Meet Sidney Kelly: The Style of the Criminal Element

As many on this blog know, I have a certain (perhaps curious) affinity for old mugshots. The latest is from the New South Wales police department of a wonderfully sinister-looking fellow named Sidney Kelly from June 1, 1924. The police caption reads, “Illicit drug trader. Drives his own motor car, and dresses well. Associates with criminals and prostitutes.”

Kelly was well known to the police with priors for shooting and assault

Now here is what really drew me to this photo. I love old black and white films, particularly gangster and film noir. Doesn’t he look a lot like George Raft in this picture?

Here is another:

36 thoughts on “Meet Sidney Kelly: The Style of the Criminal Element”

  1. BBC News has a powerful story about the Naples Mafia and the associations in England.

    1. just another crook turned snitch trying to gin up a book deal. but thanks benson i tried it out for 5 minutes

  2. And perhaps one of my favorite figures associated with Kelly:

    “Leigh, Kathleen Mary (Kate) (1881–1964)

    A former N.S.W. Deputy Commissioner of Police, Mr W. R. Lawrence, will attend the funeral of former Sydney underworld identity Mrs Kathleen Ryan, also known as Kate Leigh.

    Mrs Ryan, who was reported to be about 84, died on Tuesday night in St Vincent’s Hospital.

    She had spent recent years quietly in a relative’s home in Devonshire Street, Surry Hills — the area in which she had been a colourful and well-known figure for many years.

    Convicted by Courts many times, Mrs Ryan was stoutly defended by her friends as being kind-hearted.

    She told the Bankruptcy Court, which examined her in 1954, that “Good Samaritans” had given her £1700 to pay her back taxes.

    On that occasion she said, “I’ve helped a lot of people when they were down and out and now they’ve come good when I’m down and out.

    Police and criminals who knew her well are expected to attend the funeral service which will be held at St Peter’s Roman Catholic Church, Surry Hills, at 12.30 p.m. tomorrow.

    She will be buried at Botany Cemetery after the service.

    Announcing that he would attend the service, Mr Lawrence said:

    “Kate used to go to the Courts nearly every day and she would do all she could to help first offenders.

    “On many occasions I saw her actually paying the fines of people who were not in a position to pay.

    “I spent 19 years at the C.I.B. and Kate was one who gave me lots of information and help.

    “There was another side to her life.

    “Certainly she had a criminal record, but she did all she could to help the needy and young offenders.

    “She warned many of the youngsters about the futility of crime.”

    Original publication
    Sydney Morning Herald, 6 February 1964, p 5

  3. And here is another obit from another criminal acquaintance of Sydney Kelly.

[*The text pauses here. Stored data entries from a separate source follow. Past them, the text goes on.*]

//! Integration tests for TOML configuration loading.
//!
//! Uses `figment::Jail` for sandboxed files and env vars.

use figment::{
    Figment, Jail,
    providers::{Env, Format, Serialized, Toml},
};
use judge_config::{ConfigError, JudgeConfig};

fn layered() -> Figment {
    Figment::from(Serialized::defaults(JudgeConfig::default()))
        .merge(Toml::file("config.toml"))
        .merge(Env::prefixed("JUDGE_").split("__"))
}

#[test]
fn loads_every_section_from_toml() {
    Jail::expect_with(|jail| {
        jail.create_file(
            "config.toml",
            r#"
[ranking]
epsilon = 0.1
timeout_minutes = 2.5
min_views = 3

[priors]
mu = 0.5
sigma_sq = 2.0
alpha = 4.0
beta = 2.0

[database]
path = "data/judging.db"
max_attempts = 3
base_delay_ms = 5
max_delay_ms = 50
"#,
        )?;

        let config = JudgeConfig::from_figment(&layered()).expect("config should load");

        let params = config.ranking.params();
        assert!((params.epsilon - 0.1).abs() < f64::EPSILON);
        assert_eq!(params.timeout.num_seconds(), 150);
        assert_eq!(params.min_views, 3);

        let priors = config.priors.priors();
        assert!((priors.sigma_sq - 2.0).abs() < f64::EPSILON);
        assert!((priors.reliability().mean() - 4.0 / 6.0).abs() < 1e-12);

        assert_eq!(config.database.path, "data/judging.db");
        assert_eq!(config.database.max_attempts, 3);
        Ok(())
    });
}

#[test]
fn partial_toml_keeps_defaults() {
    Jail::expect_with(|jail| {
        jail.create_file("config.toml", "[ranking]\nmin_views = 5\n")?;

        let config = JudgeConfig::from_figment(&layered()).expect("config should load");
        assert_eq!(config.ranking.min_views, 5);
        assert!((config.ranking.epsilon - 0.25).abs() < f64::EPSILON);
        assert_eq!(config.database.path, ".judge/judge.db");
        Ok(())
    });
}

#[test]
fn env_wins_over_toml() {
    Jail::expect_with(|jail| {
        jail.create_file("config.toml", "[priors]\nalpha = 3.0\n")?;
        jail.set_env("JUDGE_PRIORS__ALPHA", "7.0");

        let config = JudgeConfig::from_figment(&layered()).expect("config should load");
        assert!((config.priors.alpha - 7.0).abs() < f64::EPSILON);
        Ok(())
    });
}

#[test]
fn out_of_range_toml_is_rejected() {
    Jail::expect_with(|jail| {
        jail.create_file("config.toml", "[priors]\nsigma_sq = -1.0\n")?;

        let result = JudgeConfig::from_figment(&layered());
        assert!(matches!(result, Err(ConfigError::InvalidValue { .. })));
        Ok(())
    });
}

#[test]
fn memory_database_is_rejected() {
    Jail::expect_with(|jail| {
        jail.create_file("config.toml", "[database]\npath = \":memory:\"\n")?;

        assert!(JudgeConfig::from_figment(&layered()).is_err());
        Ok(())
    });
}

Click on the link below to see her photograph:

    Cameron, Ellen Katherine (Nellie) (1910–1953)

    from Mercury (Hobart)

    Nellie Burke, or Cameron, one of the Sydney underworld’s “fabulous characters,” is dead, aged 41.

    The body was found in her flat in Denham St, Darlinghurst, last night.

    The body was in the kitchen, near a gas oven with all taps turned on. Nellie had been a figure in the underworld for more than 25 years.

    She was a blue-eyed blonde, only 15 years old, when she first appeared—girl friend of notorious gangster Frank Green.

    Soon she had the distinction of becoming the first woman in Australia to be convicted of consorting with criminals.

    She came from a good family, and was educated at an exclusive girls’ school on the North Shore.

    But while still in her teens, she became the mistress of one of Sydney’s worst gunmen and razor slashers, Guido Calletti.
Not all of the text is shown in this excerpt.